There was a sound coming from the road and James thrust up his wand suddenly.  It felt like an egg had been cracked over Maia’s head and then trickled down her neck uncomfortably.  When she looked down, she couldn’t tell where she ended and the pub behind her began.  She—along with the three others—had been disillusioned.

“Auror Potter,” a thickset man asked.  “Anything?”

“No one’s come through,” he answered.  “The door is locked from what I can tell, and I’ve kept it that way.”

The thickset Auror snorted and then turned around to reenter the pub. 

James turned to them and asked, “Where can I find you when this is all over—”

“Uncle Marvolo—” she argued, but he gave the alleyway a hard look she knew was meant for her.

Barty then stepped up.  “I’ll invite her over for after dinner.  Pater would love having an Auror come to visit.”

“Don’t think I don’t know who you are, Crouch,” James stated, and Maia was surprised he could recognize him by voice.  “I always wondered why you were on Maia’s list when we came up with who to invite to our picnics.”  A wry grin crossed his face.  He held out his hand and at first Maia didn’t realize he wanted her to place hers in it.

The star scar was covered but she knew it was there.  His thumb, rough from Quidditch and Auror duties, rubbed over it as it had so many times before.  James didn’t need to see it to know where the scar was.  “Go home,” he warned her quietly so the others couldn’t hear him.  “I’ll see you tonight.”

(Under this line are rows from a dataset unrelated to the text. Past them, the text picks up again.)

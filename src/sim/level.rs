//! Procedural level generation
//!
//! Rebuilds the grid contents for the current level: swamps, then shield
//! pickups, then zombies held a minimum Manhattan distance from the player.
//! Placement is rejection sampling with a bounded retry budget; an exhausted
//! budget skips that placement, so the banded counts are targets rather than
//! guarantees.

use glam::IVec2;
use rand::Rng;

use super::state::{GameState, Player, Zombie};
use crate::consts::*;
use crate::{grid_center, manhattan};

/// Zombies to spawn for a 1-based level
pub fn zombie_count(level: u32) -> usize {
    let count = if level <= 5 {
        3 + level
    } else if level <= 10 {
        5 + level
    } else if level <= 20 {
        8 + level / 2
    } else {
        15 + level / 3
    };
    count as usize
}

/// Swamps to place: dense early, sparser as the horde grows
pub fn swamp_count(level: u32) -> usize {
    if level <= 5 {
        15
    } else if level <= 10 {
        12
    } else if level <= 20 {
        10
    } else {
        8
    }
}

/// Shield pickups to place
pub fn powerup_count(level: u32) -> usize {
    if level <= 1 { 0 } else { 1 }
}

/// Rebuild all grid contents for `state.level`. The player is recreated at
/// the grid center first, so placements reject its cell.
pub fn init_level(state: &mut GameState) {
    state.swamps.clear();
    state.zombies.clear();
    state.powerups.clear();
    state.player = Player::new(grid_center());

    let mut rng = state.rng_state.level_rng(state.level);

    for _ in 0..swamp_count(state.level) {
        if let Some(pos) = random_empty_cell(state, &mut rng, 0) {
            state.swamps.push(pos);
        }
    }

    for _ in 0..powerup_count(state.level) {
        if let Some(pos) = random_empty_cell(state, &mut rng, 0) {
            state.powerups.push(pos);
        }
    }

    for _ in 0..zombie_count(state.level) {
        if let Some(pos) = random_empty_cell(state, &mut rng, ZOMBIE_SPAWN_DISTANCE) {
            state.zombies.push(Zombie::new(pos));
        }
    }

    log::info!(
        "Level {}: {} zombies, {} swamps, {} pickups",
        state.level,
        state.zombies.len(),
        state.swamps.len(),
        state.powerups.len()
    );
}

/// Sample an unoccupied cell, rejecting the player's cell and (when
/// `min_player_distance` > 0) anything closer than that Manhattan distance.
fn random_empty_cell(
    state: &GameState,
    rng: &mut impl Rng,
    min_player_distance: i32,
) -> Option<IVec2> {
    for _ in 0..PLACEMENT_ATTEMPTS {
        let pos = IVec2::new(
            rng.random_range(0..GRID_SIZE),
            rng.random_range(0..GRID_SIZE),
        );

        if state.occupied(pos) || pos == state.player.pos {
            continue;
        }
        if min_player_distance > 0 && manhattan(pos, state.player.pos) < min_player_distance {
            continue;
        }
        return Some(pos);
    }
    None
}
pub mod engine;
pub mod fallback;
pub mod llm_factory;
pub mod llm_provider;
pub mod ollama_provider;
pub mod orchestrator;
pub mod suggestion_schemas;
pub mod synthesizer;

// Cloud LLM providers
#[cfg(feature = "anthropic")]
pub mod anthropic_provider;
#[cfg(feature = "openai-compatible")]
pub mod openai_compatible_provider;

pub use engine::FunnelInsightEngine;
pub use fallback::fallback_suggestions;
pub use llm_factory::ProviderFactory;
pub use llm_provider::*;
pub use ollama_provider::{OllamaConfig, OllamaProvider};
pub use orchestrator::{DispatchResult, ProviderOrchestrator};
pub use suggestion_schemas::{parse_suggestions, suggestion_batch_schema, SuggestionBatch};
pub use synthesizer::SuggestionSynthesizer;
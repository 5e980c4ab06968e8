use thiserror::Error;

#[derive(Error, Debug)]
pub enum FunnelGraphError {
    #[error("Serialization error: {0}")]
    Serialization(#[from] serde_json::Error),

    #[error("Parse error: {0}")]
    Parse(String),

    #[error("Graph error: {0}")]
    Graph(String),

    #[error("Provider error: {0}")]
    Provider(String),

    #[error("Network error: {0}")]
    Network(String),

    #[error("Timeout: {0}")]
    Timeout(String),

    #[error("Request cancelled")]
    Cancelled,

    #[error("No provider could fulfill the request")]
    AllProvidersExhausted,

    #[error("Invalid operation: {0}")]
    InvalidOperation(String),
}

pub type Result<T> = std::result::Result<T, FunnelGraphError>;
/// Successful outcome of one dispatch.
#[derive(Debug, Clone)]
pub struct DispatchResult {
    pub content: String,
    pub provider_name: String,
    pub tokens_used: usize,
}

struct RegisteredProvider {
    descriptor: ProviderDescriptor,
    adapter: Arc<dyn LLMProvider>,
    enabled: AtomicBool,
    usage: AtomicU32,
}

/// Tries registered providers in priority order until one succeeds.
///
/// Providers are attempted sequentially, never fanned out: a
/// lower-priority provider is only charged once every higher-priority
/// candidate has definitively failed. Usage counters are process-lifetime
/// state owned by this instance and reset only through
/// [`reset_usage`](Self::reset_usage). A provider is never retried within
/// a single dispatch; retry policy belongs to the caller.
pub struct ProviderOrchestrator {
    providers: RwLock<Vec<Arc<RegisteredProvider>>>,
    attempt_timeout: Duration,
}

impl Default for ProviderOrchestrator {
    fn default() -> Self {
        Self::new()
    }
}
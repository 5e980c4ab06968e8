use std::sync::Arc;
use std::time::Duration;

use funnelgraph_core::{AiConfig, FunnelGraphError, ProviderEntry, Result};

use crate::llm_provider::{LLMProvider, ProviderDescriptor};
use crate::ollama_provider::{OllamaConfig, OllamaProvider};
use crate::orchestrator::ProviderOrchestrator;

#[cfg(feature = "anthropic")]
use crate::anthropic_provider::{AnthropicConfig, AnthropicProvider};

#[cfg(feature = "openai-compatible")]
use crate::openai_compatible_provider::{OpenAICompatibleConfig, OpenAICompatibleProvider};

/// Factory for building provider adapters and orchestrators from
/// configuration.
pub struct ProviderFactory;

impl ProviderFactory {
    /// Build an orchestrator with every configured provider registered,
    /// in configuration order.
    pub fn build_orchestrator(config: &AiConfig) -> Result<ProviderOrchestrator> {
        let orchestrator =
            ProviderOrchestrator::with_timeout(Duration::from_secs(config.dispatch_timeout_secs));

        for entry in &config.providers {
            let adapter = Self::create_adapter(entry)?;
            let descriptor = ProviderDescriptor {
                name: entry.name.clone(),
                enabled: entry.enabled,
                priority: entry.priority,
                rate_limit: entry.rate_limit,
            };
            orchestrator.register(descriptor, adapter);
        }

        Ok(orchestrator)
    }

    /// Create a provider adapter from one configuration entry.
    pub fn create_adapter(entry: &ProviderEntry) -> Result<Arc<dyn LLMProvider>> {
        let provider_name = entry.name.to_lowercase();

        match provider_name.as_str() {
            "ollama" => Self::create_ollama_adapter(entry),
            #[cfg(feature = "anthropic")]
            "anthropic" => Self::create_anthropic_adapter(entry),
            #[cfg(feature = "openai-compatible")]
            "lmstudio" => Self::create_lmstudio_adapter(entry),
            #[cfg(feature = "openai-compatible")]
            "openai-compatible" => Self::create_openai_compatible_adapter(entry),
            _ => Err(FunnelGraphError::InvalidOperation(format!(
                "Unsupported provider: {}. Available providers: ollama{}{}",
                provider_name,
                if cfg!(feature = "anthropic") {
                    ", anthropic"
                } else {
                    ""
                },
                if cfg!(feature = "openai-compatible") {
                    ", lmstudio, openai-compatible"
                } else {
                    ""
                }
            ))),
        }
    }

    fn create_ollama_adapter(entry: &ProviderEntry) -> Result<Arc<dyn LLMProvider>> {
        let mut config = OllamaConfig::default();
        if let Some(model) = &entry.model {
            config.model = model.clone();
        }
        if let Some(base_url) = &entry.base_url {
            config.base_url = base_url.clone();
        }
        config.timeout = Duration::from_secs(entry.timeout_secs);

        Ok(Arc::new(OllamaProvider::new(config)))
    }

    #[cfg(feature = "anthropic")]
    fn create_anthropic_adapter(entry: &ProviderEntry) -> Result<Arc<dyn LLMProvider>> {
        let api_key = entry
            .api_key
            .clone()
            .or_else(|| std::env::var("ANTHROPIC_API_KEY").ok())
            .ok_or_else(|| {
                FunnelGraphError::InvalidOperation(
                    "Anthropic API key not found. Set 'api_key' in the provider entry \
                     or ANTHROPIC_API_KEY environment variable"
                        .to_string(),
                )
            })?;

        let config = AnthropicConfig {
            api_key,
            model: entry
                .model
                .clone()
                .unwrap_or_else(|| "claude-3-5-sonnet-20241022".to_string()),
            timeout_secs: entry.timeout_secs,
            max_retries: 3,
        };

        Ok(Arc::new(AnthropicProvider::new(config)?))
    }

    #[cfg(feature = "openai-compatible")]
    fn create_lmstudio_adapter(entry: &ProviderEntry) -> Result<Arc<dyn LLMProvider>> {
        let mut config = OpenAICompatibleConfig::lm_studio(
            entry
                .model
                .clone()
                .unwrap_or_else(|| "local-model".to_string()),
        );
        if let Some(base_url) = &entry.base_url {
            config.base_url = base_url.clone();
        }
        config.timeout_secs = entry.timeout_secs;

        Ok(Arc::new(OpenAICompatibleProvider::new(config)?))
    }

    #[cfg(feature = "openai-compatible")]
    fn create_openai_compatible_adapter(entry: &ProviderEntry) -> Result<Arc<dyn LLMProvider>> {
        let base_url = entry.base_url.clone().ok_or_else(|| {
            FunnelGraphError::InvalidOperation(
                "OpenAI-compatible base URL not found. Set 'base_url' in the provider entry"
                    .to_string(),
            )
        })?;
        let model = entry.model.clone().ok_or_else(|| {
            FunnelGraphError::InvalidOperation(
                "Model name is required for OpenAI-compatible provider".to_string(),
            )
        })?;

        let mut config =
            OpenAICompatibleConfig::custom(base_url, model, "openai-compatible".to_string());
        config.api_key = entry.api_key.clone();
        config.timeout_secs = entry.timeout_secs;

        Ok(Arc::new(OpenAICompatibleProvider::new(config)?))
    }

    /// Get a list of supported providers (based on enabled features)
    pub fn supported_providers() -> Vec<&'static str> {
        let mut providers = vec!["ollama"];

        #[cfg(feature = "openai-compatible")]
        providers.push("lmstudio");

        #[cfg(feature = "openai-compatible")]
        providers.push("openai-compatible");

        #[cfg(feature = "anthropic")]
        providers.push("anthropic");

        providers
    }
}
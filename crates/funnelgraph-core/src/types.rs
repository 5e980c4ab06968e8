use serde::{Deserialize, Serialize};
use serde_json::Value;
use std::collections::HashMap;
use std::fmt;
use std::str::FromStr;

/// Kind of step a funnel node represents.
///
/// Unknown kinds round-trip through `Other` so graphs built by newer
/// editors still analyze; the string form is the wire format.
#[derive(Debug, Clone, PartialEq, Eq, Hash, Serialize, Deserialize)]
#[serde(into = "String", try_from = "String")]
pub enum StepType {
    LandingPage,
    OptInForm,
    EmailSequence,
    SalesPage,
    Checkout,
    Upsell,
    Webinar,
    ThankYou,
    Survey,
    Other(String),
}

impl fmt::Display for StepType {
    fn fmt(&self, f: &mut fmt::Formatter<'_>) -> fmt::Result {
        let s = match self {
            StepType::LandingPage => "landing-page",
            StepType::OptInForm => "opt-in-form",
            StepType::EmailSequence => "email-sequence",
            StepType::SalesPage => "sales-page",
            StepType::Checkout => "checkout",
            StepType::Upsell => "upsell",
            StepType::Webinar => "webinar",
            StepType::ThankYou => "thank-you",
            StepType::Survey => "survey",
            StepType::Other(s) => s.as_str(),
        };
        write!(f, "{}", s)
    }
}

impl FromStr for StepType {
    type Err = String;

    fn from_str(s: &str) -> std::result::Result<Self, Self::Err> {
        match s.to_lowercase().as_str() {
            "landing-page" => Ok(StepType::LandingPage),
            "opt-in-form" => Ok(StepType::OptInForm),
            "email-sequence" => Ok(StepType::EmailSequence),
            "sales-page" => Ok(StepType::SalesPage),
            "checkout" => Ok(StepType::Checkout),
            "upsell" => Ok(StepType::Upsell),
            "webinar" => Ok(StepType::Webinar),
            "thank-you" => Ok(StepType::ThankYou),
            "survey" => Ok(StepType::Survey),
            other => Ok(StepType::Other(other.to_string())),
        }
    }
}

impl From<StepType> for String {
    fn from(t: StepType) -> Self {
        t.to_string()
    }
}

impl TryFrom<String> for StepType {
    type Error = String;

    fn try_from(s: String) -> std::result::Result<Self, Self::Error> {
        StepType::from_str(&s)
    }
}

/// A single step in a funnel.
///
/// `data` is the opaque per-module payload carried by the editor. The
/// analyzer only probes it for well-known keys and treats anything
/// malformed as absent.
#[derive(Debug, Clone, Serialize, Deserialize)]
pub struct FunnelNode {
    pub id: String,
    #[serde(rename = "type")]
    pub step_type: StepType,
    #[serde(default)]
    pub data: HashMap<String, Value>,
}

impl FunnelNode {
    pub fn new(id: impl Into<String>, step_type: StepType) -> Self {
        Self {
            id: id.into(),
            step_type,
            data: HashMap::new(),
        }
    }
}

/// A directed transition between two steps.
///
/// Endpoints reference node ids but may dangle; multiple edges between
/// the same pair are allowed and counted individually.
#[derive(Debug, Clone, PartialEq, Eq, Serialize, Deserialize)]
pub struct FunnelEdge {
    pub source: String,
    pub target: String,
}

impl FunnelEdge {
    pub fn new(source: impl Into<String>, target: impl Into<String>) -> Self {
        Self {
            source: source.into(),
            target: target.into(),
        }
    }
}

/// A marketing funnel as a directed graph of steps and transitions.
#[derive(Debug, Clone, Serialize, Deserialize)]
pub struct FunnelGraph {
    pub id: String,
    pub name: String,
    #[serde(default)]
    pub description: Option<String>,
    #[serde(default)]
    pub nodes: Vec<FunnelNode>,
    #[serde(default)]
    pub edges: Vec<FunnelEdge>,
}

impl FunnelGraph {
    pub fn new(id: impl Into<String>, name: impl Into<String>) -> Self {
        Self {
            id: id.into(),
            name: name.into(),
            description: None,
            nodes: Vec::new(),
            edges: Vec::new(),
        }
    }

    /// Distinct step types present, in first-appearance order.
    pub fn distinct_step_types(&self) -> Vec<StepType> {
        let mut seen = Vec::new();
        for node in &self.nodes {
            if !seen.contains(&node.step_type) {
                seen.push(node.step_type.clone());
            }
        }
        seen
    }
}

Maia squeezed his hand and murmured, “Back to base,” before the four disillusioned teenagers all hurried from the alley and back up the hill toward Riddle House.

When they arrived at the gardens, they disillusioned themselves one by one and then stood in a circle, just staring at each other.  It was then that Barty broke down and started laughing, hunching over, his hands on his knees as he guffawed and tried to draw breath.  Apricot started giggling through her nose and then Maia lost it, falling to her knees and crying in sheer relief, laughs punctuating her sobs.  Regulus was the only one who stood tall. 

A Death Eater found them this way and they were brought into the manor and fed chocolate. 

She could hear Barty quietly tell Uncle Marvolo that they had received an owl about a joint report that needed a last flourish—and could she come after dinner?

When her friends all left after the predicted champagne—Uncle Marvolo paced in front of her—“No more Muggle baiting in the village,” he told her quite clearly.  “There were Aurors crawling all over Little Hangleton this afternoon.  You’re lucky you and your friends didn’t get caught.”

“Why were they there?” she asked, clearly confused.  “It’s just—we’re not a hotspot for magic.  My friends and I usually wipe the Muggles’ minds clean when we go and bait and this is only our second time—here—this summer.  I don’t understand.”  Her blue eyes looked at him imploringly.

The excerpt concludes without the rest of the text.